He has watched the sun go down from the same garden chair where Shane once sat as he looked into a camera and called this his favourite place in the whole world.

The idea of asking for more is unthinkable. Unimaginable.

Until, of course, it isn’t.

Ilya has Yuna Hollander to thank for the revelation.

It comes as they’re having dinner at the cottage, the second time in a week that Ilya has sat down at a table with Shane’s parents, a frequency that seems entirely normal for Shane and entirely alien to Ilya. But they’re so nice, Yuna and David, and they’re trying so, so hard. Asking Ilya questions and actually seeming to want to hear the answer. How does he like the cottage? Is this his first visit? Has he been out on the lake yet? Has he been putting after-sun on his shoulders? And then, so casually over dessert, “How long are you staying with Shane?”

Ilya doesn’t respond immediately, too distracted by the urge to say something sentimental and stupid. Forever if he’ll let me. The rest of my life and whatever comes next. By the time he comes back to himself, Shane has already replied.

But not with, ‘two weeks’.

What he says is: “It’s—uh—undecided.”

Ilya drops his spoon, suddenly unable to feel the tips of his fingers. He swivels his head to look at Shane, but the only hint that Shane knows he just said something important is the faint wash of pink slowly blooming across the apples of his cheeks. Ilya wants to bite him. He wants to usher Yuna and David right out of the door and back into their car. He wants to watch until their tail-lights disappear into the woods and then he wants to come back inside and put Shane on this table and lick that blush off his cheeks until he explains what the hell undecided means.

He’s vaguely aware that Yuna is talking again, something about some upcoming festival in town and the fireworks from it being visible over the lake, but he’s barely listening, just utterly stuck on the fact that Shane isn’t stopping her, or saying, that’s nice, Mom, but Ilya will be back in Boston by then.
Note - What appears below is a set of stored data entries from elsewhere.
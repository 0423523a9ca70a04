//! API E2E test suite.
//!
//! Runs the full middleware stack (rate limiter, CSRF) and routes against a
//! mock identity provider and a mock database. No external services needed.
//!
//! Run with: cargo test --test api_e2e

mod mock_identity_provider;
mod test_helpers;

mod test_admin_api;
mod test_admin_check;
mod test_guards;
mod test_session_flow;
The return plane ticket Ilya has booked says he will be.

But…

He doesn’t actually have to be on that flight.

He could stay.

And maybe he’s an idiot for not seeing it before now, but he doesn’t feel like one. He feels fucking miraculous, so unbelievably good that he almost laughs out loud, right in the middle of this nice, polite dinner with Shane’s nice, polite parents. Shane’s nice, polite parents who know that Ilya is here, and that he loves their son, and who seem not to mind at all. They might even like it.

Ilya picks his spoon back up, and asks Yuna to tell him more about the fireworks.

Maybe he’ll be here long enough to see them.

--

He assumes they’ll talk about it after Yuna and David leave.

Not because he wants to, necessarily, but because Shane will. He’ll want to delete Ilya’s return flight information from the notes app on his phone and replace it with something new. He’ll want to discuss pre-season timetables and nutrition plans and training regiments, and Ilya plans to indulge him, entirely.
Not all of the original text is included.